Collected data
//! On-disk layout: `<root>/<source>/<item-id>/<created_at>_<author>.<ext>`.

use std::path::{Path, PathBuf};

use crate::item::RemoteItem;

/// Suffix appended to the data filename to name its sidecar.
pub const SIDECAR_SUFFIX: &str = "_metadata.json";

/// Paths one item's artifact will be written to.
#[derive(Debug, Clone, PartialEq, Eq)]
pub struct ArtifactPaths {
    /// Per-item directory.
    pub dir: PathBuf,
    pub data: PathBuf,
    pub sidecar: PathBuf,
}

/// Directory holding every item of one source.
#[must_use]
pub fn source_dir(root: &Path, source_name: &str) -> PathBuf {
    root.join(sanitize_component(source_name))
}

/// Builds the artifact paths for `item` stored with `extension`.
#[must_use]
pub fn artifact_paths(source_dir: &Path, item: &RemoteItem, extension: &str) -> ArtifactPaths {
    let dir = source_dir.join(sanitize_component(&item.id));
    let data_name = data_filename(item, extension);
    let sidecar_name = format!("{data_name}{SIDECAR_SUFFIX}");
    ArtifactPaths {
        data: dir.join(&data_name),
        sidecar: dir.join(sidecar_name),
        dir,
    }
}

/// `<created_at>_<author>.<ext>`; `created_at` uses the shortest float display.
#[must_use]
pub fn data_filename(item: &RemoteItem, extension: &str) -> String {
    let author = sanitize_component(&item.author);
    let extension = extension.trim_start_matches('.').to_ascii_lowercase();
    format!("{}_{author}.{extension}", item.created_at)
}

/// Replaces path separators, reserved and control characters with `_`,
/// collapsing runs. Never returns an empty string or a dot-only name.
#[must_use]
pub fn sanitize_component(value: &str) -> String {
    let mut out = String::new();
    let mut prev_sep = false;
    for ch in value.chars() {
        let mapped = match ch {
            '/' | '\\' | ':' | '*' | '?' | '"' | '<' | '>' | '|' | '\'' => '_',
            c if c.is_whitespace() || c.is_control() => '_',
            c if c.is_alphanumeric() || matches!(c, '-' | '_' | '.') => c,
            _ => '_',
        };
        if mapped == '_' {
            if !prev_sep {
                out.push('_');
                prev_sep = true;
            }
        } else {
            out.push(mapped);
            prev_sep = false;
        }
    }
    let trimmed = out.trim_matches('_');
    if trimmed.is_empty() || trimmed.chars().all(|c| c == '.') {
        "_".to_string()
    } else {
        trimmed.to_string()
    }
}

WHAT TO DO. Retype every line of the data above exactly.

TASK SOLUTION.
//! On-disk layout: `<root>/<source>/<item-id>/<created_at>_<author>.<ext>`.

use std::path::{Path, PathBuf};

use crate::item::RemoteItem;

/// Suffix appended to the data filename to name its sidecar.
pub const SIDECAR_SUFFIX: &str = "_metadata.json";

/// Paths one item's artifact will be written to.
#[derive(Debug, Clone, PartialEq, Eq)]
pub struct ArtifactPaths {
    /// Per-item directory.
    pub dir: PathBuf,
    pub data: PathBuf,
    pub sidecar: PathBuf,
}

/// Directory holding every item of one source.
#[must_use]
pub fn source_dir(root: &Path, source_name: &str) -> PathBuf {
    root.join(sanitize_component(source_name))
}

/// Builds the artifact paths for `item` stored with `extension`.
#[must_use]
pub fn artifact_paths(source_dir: &Path, item: &RemoteItem, extension: &str) -> ArtifactPaths {
    let dir = source_dir.join(sanitize_component(&item.id));
    let data_name = data_filename(item, extension);
    let sidecar_name = format!("{data_name}{SIDECAR_SUFFIX}");
    ArtifactPaths {
        data: dir.join(&data_name),
        sidecar: dir.join(sidecar_name),
        dir,
    }
}

/// `<created_at>_<author>.<ext>`; `created_at` uses the shortest float display.
#[must_use]
pub fn data_filename(item: &RemoteItem, extension: &str) -> String {
    let author = sanitize_component(&item.author);
    let extension = extension.trim_start_matches('.').to_ascii_lowercase();
    format!("{}_{author}.{extension}", item.created_at)
}

/// Replaces path separators, reserved and control characters with `_`,
/// collapsing runs. Never returns an empty string or a dot-only name.
#[must_use]
pub fn sanitize_component(value: &str) -> String {
    let mut out = String::new();
    let mut prev_sep = false;
    for ch in value.chars() {
        let mapped = match ch {
            '/' | '\\' | ':' | '*' | '?' | '"' | '<' | '>' | '|' | '\'' => '_',
            c if c.is_whitespace() || c.is_control() => '_',
            c if c.is_alphanumeric() || matches!(c, '-' | '_' | '.') => c,
            _ => '_',
        };
        if mapped == '_' {
            if !prev_sep {
                out.push('_');
                prev_sep = true;
            }
        } else {
            out.push(mapped);
            prev_sep = false;
        }
    }
    let trimmed = out.trim_matches('_');
    if trimmed.is_empty() || trimmed.chars().all(|c| c == '.') {
        "_".to_string()
    } else {
        trimmed.to_string()
    }
}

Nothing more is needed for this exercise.